__What you need to do__.
Give the number of lines in the data below where the string "Point" occurs, and nothing else.

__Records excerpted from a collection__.
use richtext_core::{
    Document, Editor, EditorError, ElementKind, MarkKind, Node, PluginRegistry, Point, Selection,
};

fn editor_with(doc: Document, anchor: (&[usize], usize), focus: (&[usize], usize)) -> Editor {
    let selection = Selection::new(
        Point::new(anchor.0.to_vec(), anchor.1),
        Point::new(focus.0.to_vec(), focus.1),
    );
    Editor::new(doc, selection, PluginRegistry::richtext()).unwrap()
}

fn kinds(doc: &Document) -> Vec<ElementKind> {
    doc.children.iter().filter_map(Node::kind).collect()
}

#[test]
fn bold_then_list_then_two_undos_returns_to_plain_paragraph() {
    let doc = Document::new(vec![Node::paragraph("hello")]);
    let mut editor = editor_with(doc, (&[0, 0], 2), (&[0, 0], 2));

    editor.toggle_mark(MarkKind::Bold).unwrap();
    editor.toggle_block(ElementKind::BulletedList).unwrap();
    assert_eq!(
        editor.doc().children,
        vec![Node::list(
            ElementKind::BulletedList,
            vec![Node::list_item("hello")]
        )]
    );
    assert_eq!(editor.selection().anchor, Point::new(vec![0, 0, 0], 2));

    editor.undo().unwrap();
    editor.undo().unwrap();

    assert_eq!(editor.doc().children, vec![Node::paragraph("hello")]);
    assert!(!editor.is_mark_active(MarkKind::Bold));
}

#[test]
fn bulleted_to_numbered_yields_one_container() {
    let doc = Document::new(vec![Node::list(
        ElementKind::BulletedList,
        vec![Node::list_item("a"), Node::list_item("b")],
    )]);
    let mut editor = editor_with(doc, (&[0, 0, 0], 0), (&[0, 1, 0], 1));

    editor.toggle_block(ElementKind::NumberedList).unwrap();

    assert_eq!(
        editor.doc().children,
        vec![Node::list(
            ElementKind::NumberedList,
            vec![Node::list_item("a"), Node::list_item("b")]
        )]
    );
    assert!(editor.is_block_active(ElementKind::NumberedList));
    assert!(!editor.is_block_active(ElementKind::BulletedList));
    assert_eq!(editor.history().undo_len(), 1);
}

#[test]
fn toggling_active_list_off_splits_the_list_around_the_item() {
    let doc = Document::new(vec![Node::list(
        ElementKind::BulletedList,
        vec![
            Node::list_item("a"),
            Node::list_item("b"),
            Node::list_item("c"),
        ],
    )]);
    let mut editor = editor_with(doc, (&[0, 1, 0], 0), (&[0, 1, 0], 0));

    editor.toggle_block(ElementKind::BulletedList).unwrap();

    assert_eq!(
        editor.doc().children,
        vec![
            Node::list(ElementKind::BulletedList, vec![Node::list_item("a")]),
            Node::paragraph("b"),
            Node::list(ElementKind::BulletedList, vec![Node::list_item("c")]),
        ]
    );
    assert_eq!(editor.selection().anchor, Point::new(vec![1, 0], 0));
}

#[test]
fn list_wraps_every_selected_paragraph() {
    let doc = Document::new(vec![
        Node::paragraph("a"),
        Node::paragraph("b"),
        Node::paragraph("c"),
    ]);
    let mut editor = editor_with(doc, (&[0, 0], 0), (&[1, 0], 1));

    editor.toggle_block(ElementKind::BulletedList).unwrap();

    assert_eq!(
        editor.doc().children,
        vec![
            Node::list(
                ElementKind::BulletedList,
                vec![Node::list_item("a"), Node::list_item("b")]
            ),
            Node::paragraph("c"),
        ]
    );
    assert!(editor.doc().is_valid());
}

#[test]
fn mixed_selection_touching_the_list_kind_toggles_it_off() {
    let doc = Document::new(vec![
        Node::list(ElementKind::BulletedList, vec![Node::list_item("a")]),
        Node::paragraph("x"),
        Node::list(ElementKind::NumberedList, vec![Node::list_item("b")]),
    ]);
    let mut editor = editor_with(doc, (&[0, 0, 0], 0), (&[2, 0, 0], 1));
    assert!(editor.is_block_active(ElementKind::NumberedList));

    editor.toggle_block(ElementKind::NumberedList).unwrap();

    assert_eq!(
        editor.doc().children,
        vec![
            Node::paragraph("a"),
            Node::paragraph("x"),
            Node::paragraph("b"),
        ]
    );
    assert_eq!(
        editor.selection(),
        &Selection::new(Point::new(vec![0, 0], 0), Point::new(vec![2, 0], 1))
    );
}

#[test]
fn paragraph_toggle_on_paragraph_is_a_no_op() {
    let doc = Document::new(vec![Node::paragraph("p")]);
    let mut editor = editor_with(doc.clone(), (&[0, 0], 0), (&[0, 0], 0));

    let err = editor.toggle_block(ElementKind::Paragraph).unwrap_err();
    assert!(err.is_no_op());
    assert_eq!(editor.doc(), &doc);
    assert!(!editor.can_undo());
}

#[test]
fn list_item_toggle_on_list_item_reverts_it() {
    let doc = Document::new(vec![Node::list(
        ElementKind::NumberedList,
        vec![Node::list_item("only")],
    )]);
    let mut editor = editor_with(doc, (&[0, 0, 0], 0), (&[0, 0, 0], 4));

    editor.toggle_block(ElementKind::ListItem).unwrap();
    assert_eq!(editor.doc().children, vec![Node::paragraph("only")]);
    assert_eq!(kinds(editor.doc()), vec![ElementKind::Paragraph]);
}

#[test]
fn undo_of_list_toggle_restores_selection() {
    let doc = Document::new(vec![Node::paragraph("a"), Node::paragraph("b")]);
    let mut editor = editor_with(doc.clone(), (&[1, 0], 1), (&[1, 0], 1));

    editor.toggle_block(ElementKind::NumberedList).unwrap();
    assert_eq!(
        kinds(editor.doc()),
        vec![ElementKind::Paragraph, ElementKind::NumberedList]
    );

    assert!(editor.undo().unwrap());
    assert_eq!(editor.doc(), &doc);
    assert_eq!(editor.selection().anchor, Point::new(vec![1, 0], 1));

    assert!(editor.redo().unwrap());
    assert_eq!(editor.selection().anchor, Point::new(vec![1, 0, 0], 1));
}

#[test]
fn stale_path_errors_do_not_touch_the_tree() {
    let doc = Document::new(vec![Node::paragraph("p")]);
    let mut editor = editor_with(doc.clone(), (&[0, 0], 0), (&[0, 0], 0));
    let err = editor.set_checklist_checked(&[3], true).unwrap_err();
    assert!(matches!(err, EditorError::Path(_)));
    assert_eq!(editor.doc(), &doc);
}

__Response area__.
8